La transparence est particulièrement difficile à obtenir dans les pays qui émergent d’un conflit. En mars 2007, une coalition de plus de 100 organisations non gouvernementales (ONG) a demandé que le gouvernement de la République démocratique du Congo (RDC) «renégocie, révoque ou résilie» les contrats miniers désavantageux qui avaient été signés pendant la guerre ou sous le gouvernement de transition au pouvoir de 2002 à 2006. Certains contrats auraient «collectivement cédé plus de 70% des réserves de cuivre et de cobalt les plus précieuses du pays aux compagnies minières internationales». Une commission interministérielle a été chargée d’examiner plus de 60 contrats miniers. Son rapport recommande que tous les contrats examinés soient renégociés afin d’accroître la participation de l’Etat dans les exploitations minières et sa part des revenus. Mais les ONG affirment que la commission est restée muette sur les questions de la dégradation de l’environnement et de sa restauration après la fin des opérations, ainsi que sur l’indemnisation des populations.
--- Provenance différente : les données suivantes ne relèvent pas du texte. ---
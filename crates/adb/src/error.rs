//! Error types for the adb transport.

/// Errors produced while talking to a device over adb.
#[derive(Debug, thiserror::Error)]
pub enum AdbError {
    #[error("I/O error: {0}")]
    Io(#[from] std::io::Error),

    #[error("adb rejected command {command:?}: {output}")]
    CommandFailed { command: String, output: String },

    #[error("shell command {command:?} exited with status {status}: {output}")]
    ShellStatus {
        command: String,
        status: i32,
        output: String,
    },

    #[error("shell command {command:?} produced no exit-status marker: {output:?}")]
    MissingStatusMarker { command: String, output: String },

    #[error("malformed device output: {0}")]
    MalformedOutput(String),
}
Au Liberia, le gouvernement vient d’achever une révision complète des principaux contrats miniers en vigueur, y compris de celui qui a été conclu avec le groupe indien de la sidérurgie ArcelorMittal. Le contrat révisé résilie les clauses qui affranchissaient la compagnie des lois libériennes concernant l’environnement et le respect des droits de l’Homme, abolit certaines exonérations fiscales temporaires et exige l’indemnisation des populations touchées par l’exploitation minière. Les experts expliquent qu’améliorer les revenus que l’Afrique obtient grâce à ses ressources minières exigera une plus grande transparence, une meilleure planification de l’investissement des revenus miniers et de meilleurs partenariats entre les compagnies minières, les Etats et les populations locales.
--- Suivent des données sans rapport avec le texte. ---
//! Per-device synchronization engine.
//!
//! A device install is strictly sequential: directory creation happens
//! before any push into that directory, pushes happen before deletions (a
//! crash mid-install leaves the device with a superset of the old state,
//! never a subset), and metadata is written last so it never advertises a
//! file that is not present yet.

use std::collections::{BTreeMap, BTreeSet};
use std::io::Write;
use std::path::PathBuf;
use std::sync::Arc;
use std::sync::atomic::{AtomicU16, Ordering};
use std::time::Instant;

use exodeploy_manifest::{ExoFilePlan, dex_plan, native_plan, resources_plan};
use tempfile::NamedTempFile;
use tokio_util::sync::CancellationToken;
use tracing::{debug, info, warn};

use crate::EXOPACKAGE_INSTALL_ROOT;
use crate::device::{ExoDevice, KillOutcome};
use crate::error::InstallError;
use crate::install::InstallConfig;
use crate::signature::local_apk_signature;

/// Name of the sentinel file the installer must never delete.
const LOCK_FILE_NAME: &str = "lock";

/// State for one install on one device.
pub(crate) struct DeviceInstall {
    device: Arc<dyn ExoDevice>,
    config: Arc<InstallConfig>,
    data_root: String,
    agent_port: u16,
    cancel: CancellationToken,
}

struct ClassPlan {
    class: &'static str,
    prefix: &'static str,
    plan: ExoFilePlan,
    pushed: bool,
}

impl DeviceInstall {
    pub(crate) fn new(
        device: Arc<dyn ExoDevice>,
        config: Arc<InstallConfig>,
        ports: &AtomicU16,
        cancel: CancellationToken,
    ) -> Self {
        let data_root = format!("{EXOPACKAGE_INSTALL_ROOT}/{}", config.package_name);
        let agent_port = ports.fetch_add(1, Ordering::SeqCst);
        Self {
            device,
            config,
            data_root,
            agent_port,
            cancel,
        }
    }

    /// Runs one complete install against this device.
    pub(crate) async fn run(&self, process_name: Option<&str>) -> Result<(), InstallError> {
        if self.config.manifest.is_exopackage() {
            self.sync_staging_area().await?;
        }

        let reinstalled = if self.should_app_be_installed().await? {
            timed("install_exo_apk", self.device.install_apk(&self.config.apk)).await?;
            true
        } else {
            false
        };

        self.check_cancelled()?;
        let kill_started = Instant::now();
        // With a full reinstall, or without a process filter, everything in
        // the package gets stopped.
        if reinstalled || process_name.is_none() {
            self.device.stop_package(&self.config.package_name).await?;
        } else if let Some(process) = process_name {
            match self.device.kill_process(process).await? {
                KillOutcome::Killed => {}
                KillOutcome::NotRunning => {
                    warn!(process, "no matching process; it was not running or does not exist");
                }
            }
        }
        debug!(
            scope = "kill_app",
            elapsed_ms = kill_started.elapsed().as_millis() as u64,
            "perf scope"
        );
        Ok(())
    }

    /// Brings the staging area in line with the manifest.
    async fn sync_staging_area(&self) -> Result<(), InstallError> {
        self.check_cancelled()?;
        self.device.mk_dir_p(&self.data_root).await?;
        let present = self.device.list_dir_recursive(&self.data_root).await?;
        debug!(
            serial = self.device.serial(),
            present = present.len(),
            "listed staging area"
        );

        let mut classes = self.build_plans().await?;

        // Wanted covers data files and metadata files; metadata paths are
        // stable across runs and must survive the deletion pass.
        let mut wanted: BTreeSet<String> = BTreeSet::new();
        for class in &classes {
            wanted.extend(class.plan.files.keys().cloned());
            wanted.extend(class.plan.metadata.keys().cloned());
        }

        for class in &mut classes {
            let missing: BTreeMap<String, PathBuf> = class
                .plan
                .files
                .iter()
                .filter(|(path, _)| !present.contains(*path))
                .map(|(path, source)| (path.clone(), source.clone()))
                .collect();
            class.pushed = !missing.is_empty();
            timed(
                &format!("multi_install_{}", class.class),
                self.install_files(&missing),
            )
            .await?;
        }

        let deleted = self.delete_unwanted_files(&present, &wanted).await?;

        // Rewrite metadata only where the class changed; untouched classes
        // keep their bytes so a re-run against the same manifest is a no-op.
        let mut metadata: BTreeMap<String, Vec<u8>> = BTreeMap::new();
        for class in &classes {
            let dirty = class.pushed
                || deleted.iter().any(|path| path.starts_with(class.prefix))
                || class.plan.metadata.keys().any(|path| !present.contains(path));
            if dirty {
                metadata.extend(
                    class
                        .plan
                        .metadata
                        .iter()
                        .map(|(path, bytes)| (path.clone(), bytes.clone())),
                );
            }
        }
        self.install_metadata(&metadata).await
    }

    async fn build_plans(&self) -> Result<Vec<ClassPlan>, InstallError> {
        let manifest = &self.config.manifest;
        let mut classes = Vec::new();
        if let Some(dex) = &manifest.dex {
            classes.push(ClassPlan {
                class: "secondary_dex",
                prefix: "secondary-dex/",
                plan: dex_plan(dex)?,
                pushed: false,
            });
        }
        if let Some(native) = &manifest.native {
            let abis = self.device_abis().await?;
            debug!(serial = self.device.serial(), ?abis, "device ABI preference");
            classes.push(ClassPlan {
                class: "native_library",
                prefix: "native-libs/",
                plan: native_plan(native, &abis)?,
                pushed: false,
            });
        }
        if let Some(resources) = &manifest.resources {
            classes.push(ClassPlan {
                class: "resources",
                prefix: "resources/",
                plan: resources_plan(resources),
                pushed: false,
            });
        }
        Ok(classes)
    }

    /// Reads the device's ABI preference list.
    async fn device_abis(&self) -> Result<Vec<String>, InstallError> {
        let abilist = self.device.get_property("ro.product.cpu.abilist").await?;
        if !abilist.is_empty() {
            return Ok(abilist.split(',').map(str::to_string).collect());
        }
        let abi = self.device.get_property("ro.product.cpu.abi").await?;
        if abi.is_empty() {
            return Err(InstallError::Device(
                "device returned an empty ro.product.cpu.abi property".to_string(),
            ));
        }
        let mut abis = vec![abi];
        let abi2 = self.device.get_property("ro.product.cpu.abi2").await?;
        if !abi2.is_empty() {
            abis.push(abi2);
        }
        Ok(abis)
    }

    /// Pushes a batch of files, creating their parent directories first. The
    /// forward stays open for the whole batch and is released on every exit
    /// path.
    async fn install_files(&self, files: &BTreeMap<String, PathBuf>) -> Result<(), InstallError> {
        if files.is_empty() {
            return Ok(());
        }
        let forward = ForwardGuard::open(self.device.clone(), self.agent_port).await?;
        let result = self.push_files(files).await;
        forward.release().await;
        result
    }

    async fn push_files(&self, files: &BTreeMap<String, PathBuf>) -> Result<(), InstallError> {
        let dirs: BTreeSet<String> = files
            .keys()
            .map(|path| self.device_dir(parent_dir(path)))
            .collect();
        for dir in dirs {
            self.check_cancelled()?;
            self.device.mk_dir_p(&dir).await?;
        }
        for (path, source) in files {
            self.check_cancelled()?;
            let destination = format!("{}/{path}", self.data_root);
            timed(
                "install_file",
                self.device.install_file(self.agent_port, &destination, source),
            )
            .await?;
        }
        Ok(())
    }

    /// Deletes present files that are neither wanted nor the `lock`
    /// sentinel, grouped by parent directory. Returns what was deleted.
    async fn delete_unwanted_files(
        &self,
        present: &BTreeSet<String>,
        wanted: &BTreeSet<String>,
    ) -> Result<Vec<String>, InstallError> {
        let doomed: Vec<String> = present
            .iter()
            .filter(|path| file_name(path) != LOCK_FILE_NAME && !wanted.contains(*path))
            .cloned()
            .collect();

        let mut by_dir: BTreeMap<String, Vec<String>> = BTreeMap::new();
        for path in &doomed {
            by_dir
                .entry(parent_dir(path).to_string())
                .or_default()
                .push(file_name(path).to_string());
        }
        for (dir, files) in &by_dir {
            self.check_cancelled()?;
            self.device.rm_files(&self.device_dir(dir), files).await?;
        }
        Ok(doomed)
    }

    /// Stages metadata bytes in temporary host files and pushes them like
    /// data files.
    async fn install_metadata(
        &self,
        metadata: &BTreeMap<String, Vec<u8>>,
    ) -> Result<(), InstallError> {
        if metadata.is_empty() {
            return Ok(());
        }
        let mut temps = Vec::with_capacity(metadata.len());
        let mut files = BTreeMap::new();
        for (path, bytes) in metadata {
            let mut temp = NamedTempFile::new()?;
            temp.write_all(bytes)?;
            temp.flush()?;
            files.insert(path.clone(), temp.path().to_path_buf());
            temps.push(temp);
        }
        timed("multi_install_metadata", self.install_files(&files)).await
    }

    /// Decides whether the main APK must be (re)installed.
    async fn should_app_be_installed(&self) -> Result<bool, InstallError> {
        let package = &self.config.package_name;
        let info = timed("get_package_info", self.device.get_package_info(package)).await?;
        let Some(info) = info else {
            info!(package = %package, "app not installed; installing now");
            return Ok(true);
        };
        debug!(apk_path = %info.apk_path, "installed app path");

        let installed_signature = self.installed_app_signature(&info.apk_path).await?;
        let apk = self.config.apk.clone();
        let local_signature = tokio::task::spawn_blocking(move || local_apk_signature(&apk))
            .await
            .map_err(|e| InstallError::Device(format!("signature task failed: {e}")))??;
        debug!(
            local = %local_signature,
            installed = %installed_signature,
            "app signatures"
        );

        if installed_signature != local_signature {
            debug!("app signatures differ; reinstalling");
            return Ok(true);
        }
        debug!("app signatures match; skipping reinstall");
        Ok(false)
    }

    /// The agent must answer with a single-line signature; embedded line
    /// breaks mean the output was not a signature at all.
    async fn installed_app_signature(&self, package_path: &str) -> Result<String, InstallError> {
        let output = timed(
            "get_app_signature",
            self.device.get_signature(package_path),
        )
        .await?;
        let result = output.trim();
        if result.contains('\n') || result.contains('\r') {
            return Err(InstallError::SignatureFormat(output));
        }
        Ok(result.to_string())
    }

    fn device_dir(&self, relative_dir: &str) -> String {
        if relative_dir.is_empty() {
            self.data_root.clone()
        } else {
            format!("{}/{relative_dir}", self.data_root)
        }
    }

    fn check_cancelled(&self) -> Result<(), InstallError> {
        if self.cancel.is_cancelled() {
            Err(InstallError::Cancelled)
        } else {
            Ok(())
        }
    }
}

/// Scoped port forward: released explicitly on the normal path, best-effort
/// from `Drop` so an unwind cannot leak the forward.
struct ForwardGuard {
    device: Arc<dyn ExoDevice>,
    port: u16,
    released: bool,
}

impl ForwardGuard {
    async fn open(device: Arc<dyn ExoDevice>, port: u16) -> Result<Self, InstallError> {
        device.create_forward(port).await?;
        Ok(Self {
            device,
            port,
            released: false,
        })
    }

    async fn release(mut self) {
        self.released = true;
        if let Err(error) = self.device.remove_forward(self.port).await {
            // A stale forward is recreated on the next install, so this is
            // not fatal.
            warn!(port = self.port, %error, "failed to remove port forward");
        }
    }
}

impl Drop for ForwardGuard {
    fn drop(&mut self) {
        if self.released {
            return;
        }
        let device = self.device.clone();
        let port = self.port;
        if let Ok(handle) = tokio::runtime::Handle::try_current() {
            handle.spawn(async move {
                if let Err(error) = device.remove_forward(port).await {
                    warn!(port, %error, "failed to remove port forward");
                }
            });
        } else {
            warn!(port, "port forward left behind outside a runtime");
        }
    }
}

async fn timed<T>(
    name: &str,
    fut: impl Future<Output = Result<T, InstallError>>,
) -> Result<T, InstallError> {
    let started = Instant::now();
    let result = fut.await;
    debug!(
        scope = name,
        elapsed_ms = started.elapsed().as_millis() as u64,
        "perf scope"
    );
    result
}

fn parent_dir(path: &str) -> &str {
    path.rsplit_once('/').map_or("", |(dir, _)| dir)
}

fn file_name(path: &str) -> &str {
    path.rsplit_once('/').map_or(path, |(_, name)| name)
}
//! adb-backed device implementation.

use std::collections::BTreeSet;
use std::path::{Path, PathBuf};

use exodeploy_adb::{
    AdbError, AdbShell, PackageInfo, parse_ls_recursive, parse_path_and_package_info,
};
use tokio::sync::OnceCell;
use tokio_util::sync::CancellationToken;

use crate::agent::ExopackageAgent;
use crate::device::{DeviceFuture, ExoDevice, KillOutcome};
use crate::error::InstallError;

/// A real device reached through `adb`, with the agent installed lazily on
/// first use.
pub struct AdbDevice {
    shell: AdbShell,
    agent_apk: PathBuf,
    agent: OnceCell<ExopackageAgent>,
    cancel: CancellationToken,
}

impl AdbDevice {
    pub fn new(
        shell: AdbShell,
        agent_apk: impl Into<PathBuf>,
        cancel: CancellationToken,
    ) -> Self {
        Self {
            shell,
            agent_apk: agent_apk.into(),
            agent: OnceCell::new(),
            cancel,
        }
    }

    async fn agent(&self) -> Result<&ExopackageAgent, InstallError> {
        self.agent
            .get_or_try_init(|| ExopackageAgent::install_if_necessary(&self.shell, &self.agent_apk))
            .await
    }
}

impl ExoDevice for AdbDevice {
    fn serial(&self) -> &str {
        self.shell.serial()
    }

    fn list_dir_recursive<'a>(&'a self, root: &'a str) -> DeviceFuture<'a, BTreeSet<String>> {
        Box::pin(async move {
            let output = self.shell.shell_checked(&format!("ls -R {root} | cat")).await?;
            Ok(parse_ls_recursive(root, &output)?)
        })
    }

    fn get_property<'a>(&'a self, name: &'a str) -> DeviceFuture<'a, String> {
        Box::pin(async move {
            let output = self.shell.shell_checked(&format!("getprop {name}")).await?;
            Ok(output.trim().to_string())
        })
    }

    fn get_package_info<'a>(
        &'a self,
        package: &'a str,
    ) -> DeviceFuture<'a, Option<PackageInfo>> {
        Box::pin(async move {
            // pm path comes first because the package dump stays valid for
            // apps uninstalled with their data kept.
            let output = self
                .shell
                .shell_checked(&format!("pm path {package}; dumpsys package {package}"))
                .await?;
            Ok(parse_path_and_package_info(package, &output)?)
        })
    }

    fn get_signature<'a>(&'a self, device_path: &'a str) -> DeviceFuture<'a, String> {
        Box::pin(async move {
            let agent = self.agent().await?;
            Ok(self
                .shell
                .shell_checked(&format!("{} get-signature {device_path}", agent.command()))
                .await?)
        })
    }

    fn mk_dir_p<'a>(&'a self, path: &'a str) -> DeviceFuture<'a, ()> {
        Box::pin(async move {
            // The shell's own mkdir cannot set permissions reliably, so
            // directory creation goes through the agent.
            let agent = self.agent().await?;
            self.shell
                .shell_checked(&format!("umask 022 && {} mkdir-p {path}", agent.command()))
                .await?;
            Ok(())
        })
    }

    fn rm_files<'a>(&'a self, dir_path: &'a str, files: &'a [String]) -> DeviceFuture<'a, ()> {
        Box::pin(async move { Ok(self.shell.rm_files(dir_path, files).await?) })
    }

    fn create_forward(&self, port: u16) -> DeviceFuture<'_, ()> {
        Box::pin(async move { Ok(self.shell.create_forward(port).await?) })
    }

    fn remove_forward(&self, port: u16) -> DeviceFuture<'_, ()> {
        Box::pin(async move { Ok(self.shell.remove_forward(port).await?) })
    }

    fn install_file<'a>(
        &'a self,
        port: u16,
        device_path: &'a str,
        source: &'a Path,
    ) -> DeviceFuture<'a, ()> {
        Box::pin(async move {
            let agent = self.agent().await?;
            exodeploy_agent_channel::install_file(
                &self.shell,
                agent.command(),
                port,
                device_path,
                source,
                &self.cancel,
            )
            .await?;
            Ok(())
        })
    }

    fn install_apk<'a>(&'a self, apk: &'a Path) -> DeviceFuture<'a, ()> {
        Box::pin(async move { Ok(self.shell.install_apk(apk).await?) })
    }

    fn stop_package<'a>(&'a self, package: &'a str) -> DeviceFuture<'a, ()> {
        Box::pin(async move {
            self.shell
                .shell_checked(&format!("am force-stop {package}"))
                .await?;
            Ok(())
        })
    }

    fn kill_process<'a>(&'a self, process: &'a str) -> DeviceFuture<'a, KillOutcome> {
        Box::pin(async move {
            let package = process.split_once(':').map_or(process, |(package, _)| package);
            match self
                .shell
                .shell_checked(&format!("run-as {package} killall {process}"))
                .await
            {
                Ok(_) => Ok(KillOutcome::Killed),
                Err(AdbError::ShellStatus { output, .. })
                    if output.contains("No such process") =>
                {
                    Ok(KillOutcome::NotRunning)
                }
                Err(e) => Err(e.into()),
            }
        })
    }
}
Au Burkina Faso, des compagnies aurifères, comme la britannique Cluff Mining, le conglomérat australien Metal Mass et la Société d’exploitation minière d’Afrique de l’Ouest (Semafo) canadienne, aident activement le pays à mieux faire bénéficier les populations locales des revenus des ressources naturelles. La Semafo collabore avec le Programme des Nations unies pour le développement (PNUD), des ONG et les collectivités locales pour définir un plan de développement durable.
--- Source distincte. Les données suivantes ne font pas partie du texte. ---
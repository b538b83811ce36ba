//! Argument chunking for length-limited shell commands.

/// Breaks a list of arguments into groups whose summed length stays within
/// `size_limit`, the way `xargs` groups arguments to respect the kernel's
/// argument cap. Except that the limit here is about 1k instead of 512k.
///
/// An argument longer than the limit gets a chunk of its own; arguments are
/// never split and their order is preserved.
pub fn chunk_args<I>(args: I, size_limit: usize) -> Vec<Vec<String>>
where
    I: IntoIterator<Item = String>,
{
    let mut chunks = Vec::new();
    let mut chunk: Vec<String> = Vec::new();
    let mut chunk_size = 0usize;
    for arg in args {
        if !chunk.is_empty() && chunk_size + arg.len() > size_limit {
            chunks.push(std::mem::take(&mut chunk));
            chunk_size = 0;
        }
        chunk_size += arg.len();
        chunk.push(arg);
    }
    if !chunk.is_empty() {
        chunks.push(chunk);
    }
    chunks
}
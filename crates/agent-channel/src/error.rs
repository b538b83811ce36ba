//! Error types for the agent channel.

use std::path::PathBuf;

use exodeploy_adb::AdbError;

/// Errors produced while pushing a file through the agent.
#[derive(Debug, thiserror::Error)]
pub enum AgentChannelError {
    #[error("I/O error: {0}")]
    Io(#[from] std::io::Error),

    #[error(transparent)]
    Adb(#[from] AdbError),

    #[error("agent produced no secret key (output: {output:?})")]
    MissingKey { output: String },

    #[error("agent closed its output before signalling readiness (output: {output:?})")]
    NotReady { output: String },

    #[error("source path is not absolute: {0}")]
    SourceNotAbsolute(PathBuf),

    #[error("device path is not absolute: {0}")]
    TargetNotAbsolute(String),

    #[error("transfer cancelled")]
    Cancelled,

    #[error("{primary}; shell command failed as well: {shell}")]
    TransferAndShell {
        primary: Box<AgentChannelError>,
        shell: Box<AdbError>,
    },
}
Elle construit aussi à proximité de sa mine d’or de Mana 2 villages de 425 maisons avec équipements collectifs.
De tels exemples suscitent l’espoir que l’Afrique émergera de l’actuelle période de baisse des prix plus forte qu’à la suite des cycles précédents. «Les pays riches en ressources naturelles utilisent leurs gains exceptionnels pour accroître leurs dépenses en faveur de l’infrastructure et des services sociaux. De surcroît, ils économisent beaucoup plus que durant les booms précédents», explique Abdoulaye Bio-Tchane, président de la Banque ouest-africaine de développement.